Exploring the mysteries of compression!

Profile picture for user ThirdBird
Submitted by ThirdBird on Thu, 05/15/2008 - 09:07

I saw this question asked in the sticky thread, but I believe it got overlooked...

If I want to explore more with a purpose of learning, is there any preferred "order to turn the knobs?" Yes, I know this sounds like I am just looking for instant-gratification settings, but I am really not. I am just wondering if you guys do things such as set the ratio really high, then set the threshold, and then turn back the ratio...and so on. Or is just kind of aimlessly play around until something sounds good?

I think I have a basic but by no means good hold on compression. I have spent some time just playing with knobs in a basic software compressor (Threshold, Ratio, Attack, Release, Output Gain).

By this time I am rambling a bit, but I do know that playing with the knobs would be more fruitful if I had a goal/desired effect for compressing something. I am still working on that too, but that is a whole other can of worms.

Any thoughts on the wonderful mysteries of compression?

I'm much the same. I know enough of how to tweak it, I'm getting better.
Some of the guys here could probably set a compressor in a heartbeat. And going on a hunch, the big boy's toys probably have more knobs.

Myself, I play the clip, adjust the thresh to how much I want to chop off**, then adjust the ratio, attack, release etc. Then play it repeatedly, watching the meter to see how much comes off, to hear how it affects the sound. And then I keep playing it through.

**this depends - crushing the bulk of emphatic notes, or squashing consistent peaks, or mindlessly destroying all semblance of dynamics are different.

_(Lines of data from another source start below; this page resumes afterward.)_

#[cfg(test)]
mod tests {
    use super::*;
    use axum::{
        Router,
        body::Body,
        http::{Request, StatusCode, header},
        middleware,
        routing::{get, post},
    };
    use tower::ServiceExt;

    async fn test_handler() -> &'static str {
        "OK"
    }

    fn app(limiter: Arc<RateLimiter>) -> Router {
        Router::new()
            .route("/api/items", post(test_handler).get(test_handler))
            .route("/api/items/{id}", post(test_handler))
            .layer(middleware::from_fn_with_state(
                limiter,
                rate_limit_middleware,
            ))
    }

    fn post_request(uri: &str, ip: &str) -> Request<Body> {
        Request::builder()
            .method("POST")
            .uri(uri)
            .header("x-forwarded-for", ip)
            .body(Body::empty())
            .unwrap()
    }

    fn small_limiter() -> Arc<RateLimiter> {
        Arc::new(RateLimiter::new(RateLimitConfig {
            window: Duration::from_millis(1000),
            max: 2,
            ..Default::default()
        }))
    }

    #[test]
    fn test_default_config() {
        let config = RateLimitConfig::default();
        assert_eq!(config.window, Duration::from_secs(60));
        assert_eq!(config.max, 120);
        assert_eq!(
            config.methods,
            vec![Method::POST, Method::PUT, Method::PATCH, Method::DELETE]
        );
    }

    #[test]
    fn test_normalize_route() {
        assert_eq!(normalize_route("/items/123"), "/items/:id");
        assert_eq!(normalize_route("/items/456/risks/7"), "/items/:id/risks/:id");
        assert_eq!(normalize_route("/items/v2"), "/items/v2");
        assert_eq!(normalize_route("/"), "/");
    }

    #[test]
    fn test_retry_after_rounds_up() {
        assert_eq!(retry_after_secs(Duration::from_millis(1)), 1);
        assert_eq!(retry_after_secs(Duration::from_millis(1500)), 2);
        assert_eq!(retry_after_secs(Duration::from_secs(60)), 60);
        assert_eq!(retry_after_secs(Duration::ZERO), 1);
    }

    #[tokio::test(start_paused = true)]
    async fn test_fixed_window_sequence() {
        let limiter = small_limiter();
        let app = app(limiter);

        let mut statuses = Vec::new();
        for _ in 0..3 {
            let response = app
                .clone()
                .oneshot(post_request("/api/items", "10.0.0.1"))
                .await
                .unwrap();
            statuses.push(response.status());
        }
        assert_eq!(
            statuses,
            vec![StatusCode::OK, StatusCode::OK, StatusCode::TOO_MANY_REQUESTS]
        );

        tokio::time::advance(Duration::from_millis(1100)).await;

        let response = app
            .oneshot(post_request("/api/items", "10.0.0.1"))
            .await
            .unwrap();
        assert_eq!(response.status(), StatusCode::OK);
    }

    #[tokio::test(start_paused = true)]
    async fn test_rejection_headers_and_body() {
        let app = app(small_limiter());

        for _ in 0..2 {
            app.clone()
                .oneshot(post_request("/api/items", "10.0.0.1"))
                .await
                .unwrap();
        }
        tokio::time::advance(Duration::from_millis(300)).await;

        let response = app
            .oneshot(post_request("/api/items", "10.0.0.1"))
            .await
            .unwrap();

        assert_eq!(response.status(), StatusCode::TOO_MANY_REQUESTS);
        assert_eq!(response.headers().get(header::RETRY_AFTER).unwrap(), "1");

        use http_body_util::BodyExt;
        let bytes = response.into_body().collect().await.unwrap().to_bytes();
        let body: serde_json::Value = serde_json::from_slice(&bytes).unwrap();
        assert_eq!(body, serde_json::json!({"error": "rate_limited", "retryAfter": 1}));
    }

    #[tokio::test(start_paused = true)]
    async fn test_get_is_not_counted() {
        let limiter = small_limiter();
        let app = app(limiter.clone());

        for _ in 0..5 {
            let response = app
                .clone()
                .oneshot(
                    Request::builder()
                        .uri("/api/items")
                        .header("x-forwarded-for", "10.0.0.1")
                        .body(Body::empty())
                        .unwrap(),
                )
                .await
                .unwrap();
            assert_eq!(response.status(), StatusCode::OK);
        }
        assert!(limiter.is_empty());
    }

    #[tokio::test(start_paused = true)]
    async fn test_numeric_segments_share_bucket() {
        let app = app(small_limiter());

        let statuses = [
            app.clone().oneshot(post_request("/api/items/1", "10.0.0.1")).await.unwrap().status(),
            app.clone().oneshot(post_request("/api/items/2", "10.0.0.1")).await.unwrap().status(),
            app.clone().oneshot(post_request("/api/items/3", "10.0.0.1")).await.unwrap().status(),
        ];

        assert_eq!(statuses[2], StatusCode::TOO_MANY_REQUESTS);
    }

    #[tokio::test(start_paused = true)]
    async fn test_clients_have_separate_buckets() {
        let app = app(small_limiter());

        for _ in 0..2 {
            app.clone()
                .oneshot(post_request("/api/items", "10.0.0.1"))
                .await
                .unwrap();
        }

        let response = app
            .oneshot(post_request("/api/items", "10.0.0.2, 172.16.0.1"))
            .await
            .unwrap();
        assert_eq!(response.status(), StatusCode::OK);
    }

    #[tokio::test(start_paused = true)]
    async fn test_count_saturates() {
        let limiter = RateLimiter::new(RateLimitConfig {
            window: Duration::from_millis(1000),
            max: 1,
            ..Default::default()
        });

        assert!(limiter.check("k").is_allowed());
        for _ in 0..10 {
            assert!(!limiter.check("k").is_allowed());
        }
        assert_eq!(limiter.buckets.get("k").unwrap().count, 2);
    }

    #[tokio::test(start_paused = true)]
    async fn test_remaining_counts_down() {
        let limiter = RateLimiter::new(RateLimitConfig {
            max: 3,
            ..Default::default()
        });

        assert_eq!(limiter.check("k"), Decision::Allowed { remaining: 2 });
        assert_eq!(limiter.check("k"), Decision::Allowed { remaining: 1 });
        assert_eq!(limiter.check("k"), Decision::Allowed { remaining: 0 });
        assert!(matches!(limiter.check("k"), Decision::Limited { .. }));
    }

    #[tokio::test(start_paused = true)]
    async fn test_sweep_removes_stale() {
        let limiter = small_limiter();
        limiter.check("a");
        limiter.check("b");

        tokio::time::advance(Duration::from_millis(1500)).await;
        limiter.check("c");

        assert_eq!(limiter.sweep(Instant::now()), 2);
        assert_eq!(limiter.len(), 1);
    }

    #[tokio::test(start_paused = true)]
    async fn test_capacity_evicts_oldest() {
        let limiter = RateLimiter::new(RateLimitConfig {
            window: Duration::from_secs(60),
            max: 5,
            max_buckets: 2,
            ..Default::default()
        });

        limiter.check("first");
        tokio::time::advance(Duration::from_millis(10)).await;
        limiter.check("second");
        tokio::time::advance(Duration::from_millis(10)).await;
        limiter.check("third");

        assert_eq!(limiter.len(), 2);
        assert!(!limiter.buckets.contains_key("first"));
        assert!(limiter.buckets.contains_key("third"));
    }

    #[tokio::test(start_paused = true)]
    async fn test_sweeper_task() {
        let limiter = small_limiter();
        limiter.check("a");

        let handle = limiter.spawn_sweeper(Duration::from_secs(2));
        tokio::time::sleep(Duration::from_secs(3)).await;

        assert!(limiter.is_empty());
        handle.shutdown().await;
    }

    #[tokio::test]
    async fn test_custom_key_fn() {
        let limiter = Arc::new(
            RateLimiter::new(RateLimitConfig {
                max: 1,
                ..Default::default()
            })
            .with_key_fn(|_req| "everyone".to_string()),
        );
        let app = app(limiter);

        let first = app
            .clone()
            .oneshot(post_request("/api/items", "10.0.0.1"))
            .await
            .unwrap();
        let second = app
            .oneshot(post_request("/api/items", "10.0.0.2"))
            .await
            .unwrap();

        assert_eq!(first.status(), StatusCode::OK);
        assert_eq!(second.status(), StatusCode::TOO_MANY_REQUESTS);
    }

    #[test]
    fn test_default_key_without_client_info() {
        let req = Request::builder()
            .method("POST")
            .uri("/api/items/42")
            .body(Body::empty())
            .unwrap();

        assert_eq!(default_key(&req), "unknown|/api/items/:id");
    }

    #[test]
    fn test_default_key_prefers_forwarded_for() {
        let mut req = post_request("/api/items", " 203.0.113.1 , 198.51.100.1");
        req.extensions_mut()
            .insert(ConnectInfo(SocketAddr::from(([127, 0, 0, 1], 4000))));

        assert_eq!(default_key(&req), "203.0.113.1|/api/items");
    }

    #[test]
    fn test_default_key_uses_socket() {
        let mut req = Request::builder()
            .method("POST")
            .uri("/api/items")
            .body(Body::empty())
            .unwrap();
        req.extensions_mut()
            .insert(ConnectInfo(SocketAddr::from(([192, 168, 1, 9], 4000))));

        assert_eq!(default_key(&req), "192.168.1.9|/api/items");
    }
}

I choose ratio, attack, and release that I think will be in the ballpark, then adjust the threshold to get the amount of gain reduction I want, then adjust the makeup gain. Then tweak one of the first three settings if necessary and readjust threshold and makeup gain to fit. I really find it helpful to take a short, crucial section and loop it while I'm doing this so I can focus on the small changes in the setting.

I was probably ten years into my 'recording career' before I ever got CLOSE to having a handle on the use and abuse of compression.

I dont think I'm a whole lot further on at this stage, but I DO know when something 'needs' compression as opposed to something I might WANT compression on.

In selecting a STARTING POINT for the compressor settings, its always helpful to understand the aspects of the sound you're compressing, what type of sound needs 'fast' attack or release, or what needs slower times, what the effect of the compression is going to do to the whole mix, whether I should compress several things as a whole rather than individual and different rates........these choices are definately something you learn over time and sitting in front of your mixer/computer and simply messing around with this device is the only way you'll ever really 'get it'......

Although some never do.

"Although some never do."
Someone mentioned my name??

I think I picked up after not too long that compressors should be set properly or not at all, and that volume envelopes can be used as a substitute a fair amount of the time. Like a syllable that runs away...

ThirdBird wrote: Care to expand on the concept of a volume envelope?

My guess is that he means that riding your faders correctly can often be used instead of compression - or maybe that people sometime use compression as a substitute for riding the volume.

Dave's comments ring very true for me. I've worked live sound for a long time and recorded seriously for a few years. I feel like I have a limited set of ways I can use compression effectively. Bass, kick, snare, acoustic guitars I can pretty much always help. Vocal I'm not as confident with. Sometimes I make 'em better, sometimes the bypass switch is my friend. It's a long process.

To be quite honest, not only do I understand compression/limiting, I use it extensively. Not only compressing/limiting while recording a track and/or but not necessarily including, compression/limiting the stereo bus,.

But what is really good to know regarding compression and/or limiting is whether your equipment or software allows for the choice of RMS sensing or, PEAK sensing. Those two selections will present you with 2 vastly different sounding dynamics processing function perceptions. The flavor between those two different varieties, be it hardware or software are significant.